* _WORK TO COMPLETE_
Of all the lines in the records below, copy only those that contain the string "Rome".

Saved data entries

//! 端到端流水线测试
//!
//! 合成 OCR 数据走完 版面重建 → 合并修复 → 点击点解析 的完整链路。
//! 带 #[ignore] 的用例依赖真实屏幕 / 网络，需要手动运行：
//! cargo test -- --ignored

use quiz_auto_answer::layout::{fallback_structure, parse_ai_structure, reconcile};
use quiz_auto_answer::logger;
use quiz_auto_answer::models::{OcrMapping, WordToken};
use quiz_auto_answer::oracle::extract_index;
use quiz_auto_answer::services::resolve_click_point;
use quiz_auto_answer::Config;

/// 构造一个典型的四选项题目画面：一行题干 + 四行选项
fn quiz_screen_mapping() -> OcrMapping {
    let words = [
        // 题干一行
        (1, "What", 10, 1),
        (2, "is", 70, 1),
        (3, "the", 100, 1),
        (4, "capital", 140, 1),
        (5, "of", 220, 1),
        (6, "France?", 250, 1),
        // 四个选项各占一行
        (7, "Paris", 30, 2),
        (8, "London", 30, 3),
        (9, "Rome", 30, 4),
        (10, "Berlin", 30, 5),
    ];

    words
        .into_iter()
        .map(|(tag, text, left, line)| {
            (
                tag,
                WordToken {
                    tag,
                    text: text.to_string(),
                    left,
                    top: line * 40,
                    width: 60,
                    height: 22,
                    line_num: line,
                },
            )
        })
        .collect()
}

#[test]
fn test_fallback_then_click_point_round_trip() {
    let mapping = quiz_screen_mapping();
    let structure = fallback_structure(&mapping, 4);

    assert_eq!(structure.question, "What is the capital of France?");
    assert_eq!(structure.answers.len(), 4);
    assert_eq!(structure.answers[&1].text, "Paris");
    assert_eq!(structure.answers[&1].tag, Some(7));

    // 投票选中选项 1，点击点必须落在 "Paris" 的外接框内
    let region_origin = (800, 400);
    let (x, y) = resolve_click_point(&structure, 1, &mapping, region_origin).unwrap();
    let paris = &mapping[&7];
    assert!(x >= region_origin.0 + paris.left);
    assert!(x <= region_origin.0 + paris.left + paris.width);
    assert!(y >= region_origin.1 + paris.top);
    assert!(y <= region_origin.1 + paris.top + paris.height);
}

#[test]
fn test_ai_structure_merged_with_fallback_is_clickable() {
    let mapping = quiz_screen_mapping();
    let fallback = fallback_structure(&mapping, 4);

    // LLM 返回数组形态：只有文本，没有编号
    let ai = parse_ai_structure(
        r#"{"question": "What is the capital of France?",
            "answers": ["Paris", "London", "Rome", "Berlin"]}"#,
    )
    .unwrap();

    let merged = reconcile(Some(&ai), &fallback, &mapping);

    // 合并后每个选项都继承了兜底锚点，全部可点击
    assert!(!merged.has_untagged_answers());
    for index in 1..=4u32 {
        resolve_click_point(&merged, index, &mapping, (0, 0)).unwrap();
    }
}

#[test]
fn test_garbled_ai_answer_repaired_by_similarity() {
    let mapping = quiz_screen_mapping();
    // 期望选项数给大了，兜底退化成纯题干，帮不上忙
    let fallback = fallback_structure(&mapping, 6);
    assert!(fallback.answers.is_empty());

    // LLM 丢了编号，还把 "Paris" 认成了 "Pari5"
    let ai = parse_ai_structure(
        r#"{"question": "What is the capital of France?",
            "answers": ["Pari5", "London", "Rome", "Berlin"]}"#,
    )
    .unwrap();

    let merged = reconcile(Some(&ai), &fallback, &mapping);
    // "Pari5" 与屏幕上的 "Paris" 相似度足够，锚点修复到 tag 7
    assert_eq!(merged.answers[&1].tag, Some(7));
    assert_eq!(merged.answers[&2].tag, Some(8));
    assert_eq!(merged.answers[&4].tag, Some(10));
}

#[test]
fn test_oracle_responses_normalize_to_same_index() {
    // 三方的包装风格各异，归一化后都指向同一选项
    assert_eq!(extract_index("1"), Some(1));
    assert_eq!(extract_index("Answer: 1"), Some(1));
    assert_eq!(extract_index("The correct answer is option 1."), Some(1));
}

#[tokio::test]
#[ignore] // 默认忽略，需要真实屏幕和 tesseract：cargo test -- --ignored
async fn test_live_screen_read() {
    use quiz_auto_answer::infrastructure::{
        OcrProvider, ScreenCapture, TesseractOcr, XcapScreen,
    };
    use quiz_auto_answer::ocr::{extract_tagged_words, preprocess_image, OcrSettings};

    logger::init();
    let config = Config::from_env();

    let screen = XcapScreen::new();
    let frame = screen.capture_region(config.region()).expect("截屏失败");

    let gray = preprocess_image(&frame, OcrSettings::default());
    let fragments = TesseractOcr::new().recognize(&gray).await.expect("OCR 失败");
    let (tagged, mapping) = extract_tagged_words(&fragments);

    println!("识别出 {} 个单词: {}", mapping.len(), tagged);
}

#[tokio::test]
#[ignore]
async fn test_live_layout_service() {
    use quiz_auto_answer::layout::LayoutService;

    logger::init();
    let config = Config::from_env();

    let service = LayoutService::new(&config);
    let result = service
        .structure_layout(
            "[1] What [2] is [3] 2+2? [4] 3 [5] 4 [6] 5 [7] 6",
        )
        .await;

    assert!(result.is_some(), "版面切分应该返回有效结构");
}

* _OUTPUT_
        (9, "Rome", 30, 4),
            "answers": ["Paris", "London", "Rome", "Berlin"]}"#,
            "answers": ["Pari5", "London", "Rome", "Berlin"]}"#,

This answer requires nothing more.